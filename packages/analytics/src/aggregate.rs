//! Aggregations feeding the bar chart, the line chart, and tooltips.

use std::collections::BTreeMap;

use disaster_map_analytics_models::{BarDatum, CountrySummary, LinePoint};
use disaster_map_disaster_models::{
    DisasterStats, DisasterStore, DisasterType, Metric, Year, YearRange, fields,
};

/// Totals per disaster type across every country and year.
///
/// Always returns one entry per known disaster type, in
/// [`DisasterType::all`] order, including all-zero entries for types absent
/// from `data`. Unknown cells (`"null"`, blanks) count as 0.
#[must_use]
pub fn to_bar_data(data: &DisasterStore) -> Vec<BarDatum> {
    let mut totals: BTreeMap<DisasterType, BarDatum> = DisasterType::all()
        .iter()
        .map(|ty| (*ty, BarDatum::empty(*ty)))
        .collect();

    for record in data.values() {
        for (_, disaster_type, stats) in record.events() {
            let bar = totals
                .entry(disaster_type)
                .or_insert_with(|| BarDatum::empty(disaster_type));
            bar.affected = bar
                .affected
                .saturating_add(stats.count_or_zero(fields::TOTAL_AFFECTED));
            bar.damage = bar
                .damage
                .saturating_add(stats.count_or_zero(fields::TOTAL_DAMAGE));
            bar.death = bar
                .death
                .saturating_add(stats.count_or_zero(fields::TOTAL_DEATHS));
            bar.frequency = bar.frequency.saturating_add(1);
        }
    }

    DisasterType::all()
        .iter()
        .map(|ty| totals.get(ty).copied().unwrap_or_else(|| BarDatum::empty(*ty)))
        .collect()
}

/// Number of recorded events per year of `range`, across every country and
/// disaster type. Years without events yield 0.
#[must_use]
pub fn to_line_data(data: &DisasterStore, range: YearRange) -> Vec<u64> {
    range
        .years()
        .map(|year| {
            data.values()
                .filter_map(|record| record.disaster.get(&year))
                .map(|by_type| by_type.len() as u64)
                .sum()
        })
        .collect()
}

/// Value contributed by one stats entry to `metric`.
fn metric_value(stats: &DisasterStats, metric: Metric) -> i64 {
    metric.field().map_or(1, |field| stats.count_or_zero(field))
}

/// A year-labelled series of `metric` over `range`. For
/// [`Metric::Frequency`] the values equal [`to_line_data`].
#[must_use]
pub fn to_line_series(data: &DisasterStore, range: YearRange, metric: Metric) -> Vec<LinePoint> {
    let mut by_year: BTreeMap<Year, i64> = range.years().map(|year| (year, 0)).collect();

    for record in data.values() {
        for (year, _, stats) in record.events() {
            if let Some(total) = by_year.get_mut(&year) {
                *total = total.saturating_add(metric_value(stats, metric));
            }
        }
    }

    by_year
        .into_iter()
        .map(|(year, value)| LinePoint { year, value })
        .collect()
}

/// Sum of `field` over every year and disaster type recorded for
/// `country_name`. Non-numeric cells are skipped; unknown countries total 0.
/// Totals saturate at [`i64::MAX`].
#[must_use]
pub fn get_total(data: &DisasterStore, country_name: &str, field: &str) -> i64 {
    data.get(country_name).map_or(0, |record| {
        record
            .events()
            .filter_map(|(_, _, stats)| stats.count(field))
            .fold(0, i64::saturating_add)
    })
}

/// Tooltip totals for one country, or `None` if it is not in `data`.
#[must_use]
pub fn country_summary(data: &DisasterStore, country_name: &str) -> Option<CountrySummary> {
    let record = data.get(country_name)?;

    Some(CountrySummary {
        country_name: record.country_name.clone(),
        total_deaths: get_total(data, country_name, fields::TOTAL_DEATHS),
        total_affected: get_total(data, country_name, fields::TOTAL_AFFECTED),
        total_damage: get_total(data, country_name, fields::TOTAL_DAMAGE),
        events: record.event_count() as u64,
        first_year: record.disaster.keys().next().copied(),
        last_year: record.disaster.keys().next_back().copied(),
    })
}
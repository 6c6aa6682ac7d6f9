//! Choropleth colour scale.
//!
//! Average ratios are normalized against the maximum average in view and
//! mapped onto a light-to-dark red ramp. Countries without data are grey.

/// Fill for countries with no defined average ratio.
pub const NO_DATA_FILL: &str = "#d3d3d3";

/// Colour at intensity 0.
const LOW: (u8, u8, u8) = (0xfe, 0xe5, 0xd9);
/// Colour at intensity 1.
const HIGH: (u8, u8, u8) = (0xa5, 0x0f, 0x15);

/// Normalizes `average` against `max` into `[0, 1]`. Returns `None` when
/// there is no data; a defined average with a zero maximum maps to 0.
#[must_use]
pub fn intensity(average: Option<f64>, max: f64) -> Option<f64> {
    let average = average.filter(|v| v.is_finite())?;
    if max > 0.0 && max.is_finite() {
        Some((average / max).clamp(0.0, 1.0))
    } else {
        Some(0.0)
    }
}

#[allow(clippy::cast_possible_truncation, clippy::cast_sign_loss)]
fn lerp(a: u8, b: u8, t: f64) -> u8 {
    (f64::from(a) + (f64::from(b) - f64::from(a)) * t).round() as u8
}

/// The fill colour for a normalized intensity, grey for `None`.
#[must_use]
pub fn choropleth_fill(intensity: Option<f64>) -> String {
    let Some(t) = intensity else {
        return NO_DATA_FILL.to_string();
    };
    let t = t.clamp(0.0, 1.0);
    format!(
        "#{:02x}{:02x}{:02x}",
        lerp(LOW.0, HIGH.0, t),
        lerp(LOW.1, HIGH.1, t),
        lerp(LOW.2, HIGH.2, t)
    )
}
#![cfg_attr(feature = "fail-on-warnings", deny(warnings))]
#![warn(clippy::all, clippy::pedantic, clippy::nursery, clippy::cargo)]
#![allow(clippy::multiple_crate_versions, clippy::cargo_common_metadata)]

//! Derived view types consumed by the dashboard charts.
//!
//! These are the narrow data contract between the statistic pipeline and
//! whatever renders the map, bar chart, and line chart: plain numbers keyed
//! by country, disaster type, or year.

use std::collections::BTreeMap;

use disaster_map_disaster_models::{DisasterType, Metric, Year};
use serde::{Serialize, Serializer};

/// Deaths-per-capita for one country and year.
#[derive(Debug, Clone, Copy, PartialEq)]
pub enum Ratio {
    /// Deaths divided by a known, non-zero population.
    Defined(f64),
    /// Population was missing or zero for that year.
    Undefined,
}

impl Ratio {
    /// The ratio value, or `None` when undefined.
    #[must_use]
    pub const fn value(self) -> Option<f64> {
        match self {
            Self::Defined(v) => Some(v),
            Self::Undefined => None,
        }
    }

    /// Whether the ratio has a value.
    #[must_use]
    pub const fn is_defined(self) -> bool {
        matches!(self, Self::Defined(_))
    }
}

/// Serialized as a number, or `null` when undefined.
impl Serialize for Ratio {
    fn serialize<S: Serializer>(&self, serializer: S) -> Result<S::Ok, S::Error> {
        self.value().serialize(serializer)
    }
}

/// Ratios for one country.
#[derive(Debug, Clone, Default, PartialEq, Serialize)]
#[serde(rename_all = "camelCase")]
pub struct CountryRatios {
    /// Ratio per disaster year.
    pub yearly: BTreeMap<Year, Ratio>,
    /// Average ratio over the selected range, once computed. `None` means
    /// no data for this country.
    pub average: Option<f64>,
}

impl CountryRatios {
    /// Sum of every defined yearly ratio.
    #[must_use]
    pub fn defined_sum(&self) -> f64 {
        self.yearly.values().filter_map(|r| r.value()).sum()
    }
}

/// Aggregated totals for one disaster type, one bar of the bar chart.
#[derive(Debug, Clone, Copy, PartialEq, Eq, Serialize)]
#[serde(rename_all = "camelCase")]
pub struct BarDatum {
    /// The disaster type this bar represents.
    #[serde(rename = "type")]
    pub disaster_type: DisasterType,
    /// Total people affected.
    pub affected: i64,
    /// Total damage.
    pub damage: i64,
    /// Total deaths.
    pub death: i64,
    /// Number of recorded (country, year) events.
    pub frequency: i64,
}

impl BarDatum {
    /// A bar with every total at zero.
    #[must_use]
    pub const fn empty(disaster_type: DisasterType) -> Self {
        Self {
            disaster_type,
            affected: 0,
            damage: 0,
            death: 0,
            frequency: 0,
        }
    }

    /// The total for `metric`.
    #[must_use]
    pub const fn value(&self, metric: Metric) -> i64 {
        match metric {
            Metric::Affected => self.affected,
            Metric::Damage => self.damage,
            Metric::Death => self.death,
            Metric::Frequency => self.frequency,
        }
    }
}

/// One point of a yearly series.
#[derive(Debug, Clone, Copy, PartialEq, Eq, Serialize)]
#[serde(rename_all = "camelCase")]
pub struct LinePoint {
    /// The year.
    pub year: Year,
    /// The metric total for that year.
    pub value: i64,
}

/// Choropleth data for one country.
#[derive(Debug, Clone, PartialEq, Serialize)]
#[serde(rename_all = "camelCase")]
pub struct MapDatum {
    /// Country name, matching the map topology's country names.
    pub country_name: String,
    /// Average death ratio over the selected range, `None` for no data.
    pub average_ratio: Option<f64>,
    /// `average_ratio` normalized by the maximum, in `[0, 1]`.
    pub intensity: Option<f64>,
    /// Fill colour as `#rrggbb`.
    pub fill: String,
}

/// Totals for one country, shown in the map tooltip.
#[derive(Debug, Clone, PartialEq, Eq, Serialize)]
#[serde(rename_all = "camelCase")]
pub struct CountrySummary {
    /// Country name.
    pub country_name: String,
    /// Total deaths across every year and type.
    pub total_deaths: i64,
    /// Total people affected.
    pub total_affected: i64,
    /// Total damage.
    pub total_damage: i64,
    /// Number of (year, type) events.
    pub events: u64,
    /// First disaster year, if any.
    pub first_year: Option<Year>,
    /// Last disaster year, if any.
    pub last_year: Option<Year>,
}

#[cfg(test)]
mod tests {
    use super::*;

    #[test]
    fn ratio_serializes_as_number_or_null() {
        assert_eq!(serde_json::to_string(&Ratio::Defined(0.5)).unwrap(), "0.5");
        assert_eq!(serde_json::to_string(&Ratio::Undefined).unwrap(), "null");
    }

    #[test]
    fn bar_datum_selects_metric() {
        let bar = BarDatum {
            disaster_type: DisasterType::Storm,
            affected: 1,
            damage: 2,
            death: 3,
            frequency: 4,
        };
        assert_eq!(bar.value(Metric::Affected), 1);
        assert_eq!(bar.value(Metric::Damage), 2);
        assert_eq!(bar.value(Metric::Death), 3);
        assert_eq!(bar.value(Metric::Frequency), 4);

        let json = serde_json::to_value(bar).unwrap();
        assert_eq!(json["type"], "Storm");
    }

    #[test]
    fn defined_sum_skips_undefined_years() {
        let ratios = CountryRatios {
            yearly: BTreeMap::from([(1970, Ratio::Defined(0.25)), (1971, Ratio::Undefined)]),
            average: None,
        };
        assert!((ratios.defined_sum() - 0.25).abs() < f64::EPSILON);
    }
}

# Exercise brief
Copy the entries above exactly, but only from the line holding "pub fn to_bar_data(data: &DisasterStore)" through the line holding "by_type.len() as u64)", both included.

# Answer box
pub fn to_bar_data(data: &DisasterStore) -> Vec<BarDatum> {
    let mut totals: BTreeMap<DisasterType, BarDatum> = DisasterType::all()
        .iter()
        .map(|ty| (*ty, BarDatum::empty(*ty)))
        .collect();

    for record in data.values() {
        for (_, disaster_type, stats) in record.events() {
            let bar = totals
                .entry(disaster_type)
                .or_insert_with(|| BarDatum::empty(disaster_type));
            bar.affected = bar
                .affected
                .saturating_add(stats.count_or_zero(fields::TOTAL_AFFECTED));
            bar.damage = bar
                .damage
                .saturating_add(stats.count_or_zero(fields::TOTAL_DAMAGE));
            bar.death = bar
                .death
                .saturating_add(stats.count_or_zero(fields::TOTAL_DEATHS));
            bar.frequency = bar.frequency.saturating_add(1);
        }
    }

    DisasterType::all()
        .iter()
        .map(|ty| totals.get(ty).copied().unwrap_or_else(|| BarDatum::empty(*ty)))
        .collect()
}

/// Number of recorded events per year of `range`, across every country and
/// disaster type. Years without events yield 0.
#[must_use]
pub fn to_line_data(data: &DisasterStore, range: YearRange) -> Vec<u64> {
    range
        .years()
        .map(|year| {
            data.values()
                .filter_map(|record| record.disaster.get(&year))
                .map(|by_type| by_type.len() as u64)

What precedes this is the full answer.